How to complete this task: In this exercise, the entries below are to be transcribed exactly, line by line.

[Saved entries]
=== Begin Enclosure ===

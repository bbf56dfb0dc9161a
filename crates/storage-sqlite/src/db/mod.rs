//! Connection setup, pooling and embedded migrations.

use log::{error, info};
use std::fs;
use std::path::Path;
use std::sync::Arc;
use std::time::Duration;

use diesel::connection::{Connection, SimpleConnection};
use diesel::r2d2::{self, ConnectionManager, Pool, PooledConnection};
use diesel::sqlite::SqliteConnection;
use diesel_migrations::{embed_migrations, EmbeddedMigrations, MigrationHarness};
use finscore_core::errors::{DatabaseError, Error, Result};

use crate::errors::{IntoCore, StorageError};

pub mod write_actor;
pub use write_actor::{spawn_writer, WriteHandle};

const MIGRATIONS: EmbeddedMigrations = embed_migrations!();

pub type DbPool = Pool<ConnectionManager<SqliteConnection>>;
pub type DbConnection = PooledConnection<ConnectionManager<SqliteConnection>>;

/// Prepares the database file at `db_path` and switches it to WAL mode.
pub fn init(db_path: &str) -> Result<String> {
    if let Some(db_dir) = Path::new(db_path).parent() {
        if !db_dir.as_os_str().is_empty() && !db_dir.exists() {
            fs::create_dir_all(db_dir)?;
        }
    }

    {
        let mut conn = SqliteConnection::establish(db_path).map_err(StorageError::from)?;
        conn.batch_execute(
            "
            PRAGMA journal_mode = WAL;
            PRAGMA foreign_keys = ON;
            PRAGMA busy_timeout = 30000;
            PRAGMA synchronous  = NORMAL;
        ",
        )
        .into_core()?;
    }

    Ok(db_path.to_string())
}

pub fn create_pool(db_path: &str) -> Result<Arc<DbPool>> {
    let manager = ConnectionManager::<SqliteConnection>::new(db_path);
    let pool = Pool::builder()
        .max_size(8)
        .min_idle(Some(1))
        .connection_timeout(Duration::from_secs(30))
        .connection_customizer(Box::new(ConnectionCustomizer))
        .build(manager)
        .map_err(|e| Error::Database(DatabaseError::PoolCreationFailed(e.to_string())))?;
    Ok(Arc::new(pool))
}

pub fn run_migrations(pool: &DbPool) -> Result<()> {
    info!("Running database migrations");
    let mut connection = get_connection(pool)?;

    let applied = connection.run_pending_migrations(MIGRATIONS).map_err(|e| {
        error!("Database migration failed: {}", e);
        StorageError::MigrationFailed(e.to_string())
    })?;

    if applied.is_empty() {
        info!("No pending migrations to apply.");
    } else {
        info!("Applied the following migrations:");
        for migration_version in &applied {
            info!("  - {}", migration_version);
        }
    }

    Ok(())
}

pub fn get_connection(pool: &DbPool) -> Result<DbConnection> {
    pool.get().into_core()
}

#[derive(Debug)]
struct ConnectionCustomizer;

impl r2d2::CustomizeConnection<SqliteConnection, r2d2::Error> for ConnectionCustomizer {
    fn on_acquire(&self, conn: &mut SqliteConnection) -> std::result::Result<(), r2d2::Error> {
        conn.batch_execute(
            "
            PRAGMA foreign_keys = ON;
            PRAGMA busy_timeout = 30000;
            PRAGMA synchronous = NORMAL;
        ",
        )
        .map_err(r2d2::Error::QueryError)
    }
}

=== End Enclosure ===

Reply to the exercise:
repository bbf56dfb0dc9161a
filename crates/storage-sqlite/src/db/mod.rs
//! Connection setup, pooling and embedded migrations.

use log::{error, info};
use std::fs;
use std::path::Path;
use std::sync::Arc;
use std::time::Duration;

use diesel::connection::{Connection, SimpleConnection};
use diesel::r2d2::{self, ConnectionManager, Pool, PooledConnection};
use diesel::sqlite::SqliteConnection;
use diesel_migrations::{embed_migrations, EmbeddedMigrations, MigrationHarness};
use finscore_core::errors::{DatabaseError, Error, Result};

use crate::errors::{IntoCore, StorageError};

pub mod write_actor;
pub use write_actor::{spawn_writer, WriteHandle};

const MIGRATIONS: EmbeddedMigrations = embed_migrations!();

pub type DbPool = Pool<ConnectionManager<SqliteConnection>>;
pub type DbConnection = PooledConnection<ConnectionManager<SqliteConnection>>;

/// Prepares the database file at `db_path` and switches it to WAL mode.
pub fn init(db_path: &str) -> Result<String> {
    if let Some(db_dir) = Path::new(db_path).parent() {
        if !db_dir.as_os_str().is_empty() && !db_dir.exists() {
            fs::create_dir_all(db_dir)?;
        }
    }

    {
        let mut conn = SqliteConnection::establish(db_path).map_err(StorageError::from)?;
        conn.batch_execute(
            "
            PRAGMA journal_mode = WAL;
            PRAGMA foreign_keys = ON;
            PRAGMA busy_timeout = 30000;
            PRAGMA synchronous  = NORMAL;
        ",
        )
        .into_core()?;
    }

    Ok(db_path.to_string())
}

pub fn create_pool(db_path: &str) -> Result<Arc<DbPool>> {
    let manager = ConnectionManager::<SqliteConnection>::new(db_path);
    let pool = Pool::builder()
        .max_size(8)
        .min_idle(Some(1))
        .connection_timeout(Duration::from_secs(30))
        .connection_customizer(Box::new(ConnectionCustomizer))
        .build(manager)
        .map_err(|e| Error::Database(DatabaseError::PoolCreationFailed(e.to_string())))?;
    Ok(Arc::new(pool))
}

pub fn run_migrations(pool: &DbPool) -> Result<()> {
    info!("Running database migrations");
    let mut connection = get_connection(pool)?;

    let applied = connection.run_pending_migrations(MIGRATIONS).map_err(|e| {
        error!("Database migration failed: {}", e);
        StorageError::MigrationFailed(e.to_string())
    })?;

    if applied.is_empty() {
        info!("No pending migrations to apply.");
    } else {
        info!("Applied the following migrations:");
        for migration_version in &applied {
            info!("  - {}", migration_version);
        }
    }

    Ok(())
}

pub fn get_connection(pool: &DbPool) -> Result<DbConnection> {
    pool.get().into_core()
}

#[derive(Debug)]
struct ConnectionCustomizer;

impl r2d2::CustomizeConnection<SqliteConnection, r2d2::Error> for ConnectionCustomizer {
    fn on_acquire(&self, conn: &mut SqliteConnection) -> std::result::Result<(), r2d2::Error> {
        conn.batch_execute(
            "
            PRAGMA foreign_keys = ON;
            PRAGMA busy_timeout = 30000;
            PRAGMA synchronous = NORMAL;
        ",
        )
        .map_err(r2d2::Error::QueryError)
    }
}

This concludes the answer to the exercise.